The multi-national phase III CORRECT trial enrolled mCRC patients who had received all locally-approved standard therapies and had progressed during or within 3 months after the last standard therapy (10). Patients were randomized in a 2:1 ratio to receive regorafenib or placebo. 500 patients received regorafenib at 160 mg orally 21 days on 7 days off and 253 patients received placebo. Median OS was 6.4 months in the regorafenib group versus 5.0 months in the placebo group (HR 0.77; 95% CI: 0.64-0.94; one-sided P=0.0052). Similar clinical benefit was observed in patient with colon cancer and rectal. The most common treatment-related Grade 3 or worse adverse events were hand-foot skin reaction (17%), fatigue (10%), diarrhea (7%), hypertension (7%), and rash or skin desquamation (6%), consistent with that observed in earlier phase trials. These adverse events were mostly manageable with dose reduction or interruption.
Conclusion
Angiogenesis is now a validated therapeutic target in CRC patients with macroscopic metastases. Recent development added 2 new anti-angiogenic drugs to the CRC treatment armamentarium and confirmed the advantage of continuing angiogenic suppression beyond first progression in metastatic CRC patients (60). Evidence so far supports the use of bevacizumab in both first- and second-line treatment of metastatic CRC patients. In comparison, the role of aflibercept in these settings remains unclear given the comparable efficacy but higher cost compared to bevacizumab.
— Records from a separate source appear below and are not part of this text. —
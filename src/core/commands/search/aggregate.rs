use crate::core::commands::command_spec::CommandSpec;
use crate::core::commands::command_trait::{CommandFlags, ExecutableCommand, WriteOutcome};
use crate::core::types::{BytesExt, SpinelString};
use crate::core::{RespValue, SpinelDBError};
use async_trait::async_trait;
use bytes::Bytes;

#[derive(Debug, Clone, Default)]
pub struct FtAggregateCommand {
    pub index_name: String,
    pub query: String,
}

#[async_trait]
impl ExecutableCommand for FtAggregateCommand {
    async fn execute<'a>(
        &self,
        _ctx: &mut crate::core::storage::db::ExecutionContext<'a>,
    ) -> Result<(RespValue, WriteOutcome), SpinelDBError> {
        // For now, return a placeholder response as aggregation is complex to implement
        // This would need to implement GROUP BY, REDUCE, SORTBY, etc. operations

        let result = vec![
            RespValue::Integer(0), // Number of results
        ];

        Ok((RespValue::Array(result), WriteOutcome::DidNotWrite))
    }
}

impl FtAggregateCommand {
    pub fn parse(args: &[SpinelString]) -> Result<Self, SpinelDBError> {
        if args.len() < 2 {
            return Err(SpinelDBError::WrongArgumentCount(
                "FT.AGGREGATE".to_string(),
            ));
        }

        let index_name = args[0].string_from_bytes()?;
        let query = args[1].string_from_bytes()?;

        Ok(Self { index_name, query })
    }
}

impl CommandSpec for FtAggregateCommand {
    fn name(&self) -> &'static str {
        "ft.aggregate"
    }

    fn arity(&self) -> i64 {
        -3 // FT.AGGREGATE index_name query ...
    }

    fn flags(&self) -> CommandFlags {
        CommandFlags::READONLY
    }

    fn first_key(&self) -> i64 {
        1
    }

    fn last_key(&self) -> i64 {
        1
    }

    fn step(&self) -> i64 {
        0
    }

    fn get_keys(&self) -> Vec<Bytes> {
        vec![] // This command doesn't have keys in the traditional sense
    }

    fn to_resp_args(&self) -> Vec<Bytes> {
        vec![
            Bytes::from_static(b"AGGREGATE"),
            Bytes::from(self.index_name.clone()),
            Bytes::from(self.query.clone()),
        ]
    }
}
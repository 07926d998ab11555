// src/core/tasks/persistence.rs

use std::sync::Arc;
use std::sync::atomic::Ordering;
use std::time::Duration;

use tokio::sync::broadcast;
use tracing::info;

use crate::core::persistence::rewrite_aof;
use crate::core::state::ServerState;

/// The interval for the AOF rewrite manager to check conditions.
const AOF_REWRITE_CHECK_INTERVAL: Duration = Duration::from_secs(60);

/// A task that periodically checks if an AOF rewrite should be triggered
/// based on the file size growth.
pub struct AofRewriteManager {
    state: Arc<ServerState>,
}

impl AofRewriteManager {
    pub fn new(state: Arc<ServerState>) -> Self {
        Self { state }
    }

    /// Runs the main loop for the AOF rewrite manager.
    pub async fn run(self, mut shutdown_rx: broadcast::Receiver<()>) {
        let (enabled, min_size, percentage) = {
            let config = self.state.config.lock().await;
            (
                config.persistence.aof_enabled,
                config.persistence.auto_aof_rewrite_min_size,
                config.persistence.auto_aof_rewrite_percentage,
            )
        };

        if !enabled || percentage == 0 {
            info!("AOF auto-rewrite is disabled. Manager task will not run.");
            return;
        }

        if let Ok(metadata) =
            tokio::fs::metadata(&self.state.config.lock().await.persistence.aof_path).await
        {
            self.state
                .persistence
                .aof_last_rewrite_size
                .store(metadata.len(), Ordering::Relaxed);
        }

        info!(
            "AOF auto-rewrite manager started. Min size: {} bytes, Percentage: {}%",
            min_size, percentage
        );
        let mut interval = tokio::time::interval(AOF_REWRITE_CHECK_INTERVAL);

        loop {
            tokio::select! {
                _ = interval.tick() => {
                    self.check_and_trigger_rewrite(min_size, percentage).await;
                }
                _ = shutdown_rx.recv() => {
                    info!("AOF auto-rewrite manager shutting down.");
                    return;
                }
            }
        }
    }

    /// Checks the AOF size and triggers a rewrite if conditions are met.
    async fn check_and_trigger_rewrite(&self, min_size: u64, percentage: u64) {
        if self
            .state
            .persistence
            .is_saving_spldb
            .load(Ordering::Relaxed)
            || self
                .state
                .persistence
                .aof_rewrite_state
                .lock()
                .await
                .is_in_progress
        {
            return;
        }

        let aof_path = &self.state.config.lock().await.persistence.aof_path;
        let current_size = match tokio::fs::metadata(aof_path).await {
            Ok(metadata) => metadata.len(),
            Err(_) => return,
        };

        let last_size = self
            .state
            .persistence
            .aof_last_rewrite_size
            .load(Ordering::Relaxed);

        if last_size == 0 {
            if current_size > min_size {
                info!(
                    "AOF rewrite condition met (initial). Current size: {}, Min size: {}.",
                    current_size, min_size
                );
                self.trigger_rewrite().await;
            }
            return;
        }

        let growth_percentage = if current_size > last_size {
            ((current_size - last_size) * 100) / last_size
        } else {
            0
        };

        if current_size > min_size && growth_percentage >= percentage {
            info!(
                "AOF rewrite condition met. Current size: {}, Last size: {}, Growth: {}% (Threshold: {}%)",
                current_size, last_size, growth_percentage, percentage
            );
            self.trigger_rewrite().await;
        }
    }

    /// Spawns the `rewrite_aof` function in a new task.
    async fn trigger_rewrite(&self) {
        let state_clone = self.state.clone();
        tokio::spawn(async move {
            rewrite_aof(state_clone).await;
        });
    }
}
Aflibercept targets a broader set of pro-angiogenic growth factors than bevacizumab, and has the theoretical advantage of more effective angiogenic suppression and overcoming bevacizumab resistance. However, these hypotheses are yet to be confirmed in clinical studies. As the chemotherapeutic options and supportive care improve, more metastatic CRC patients nowadays have good performance status by the time they exhausted all standard therapy. For them, regorafenib is a welcomed option in addition to participation in clinical trials. Looking back, the overall survival of patients with metastatic CRC has increased several folds when compared to decades ago even though, it seemed, each drug achieved only incremental improvement individually. However, it is clear more novel treatment approaches are needed to continue this trend.
Acknowledgements
Disclosure: The authors declare no conflict of interest.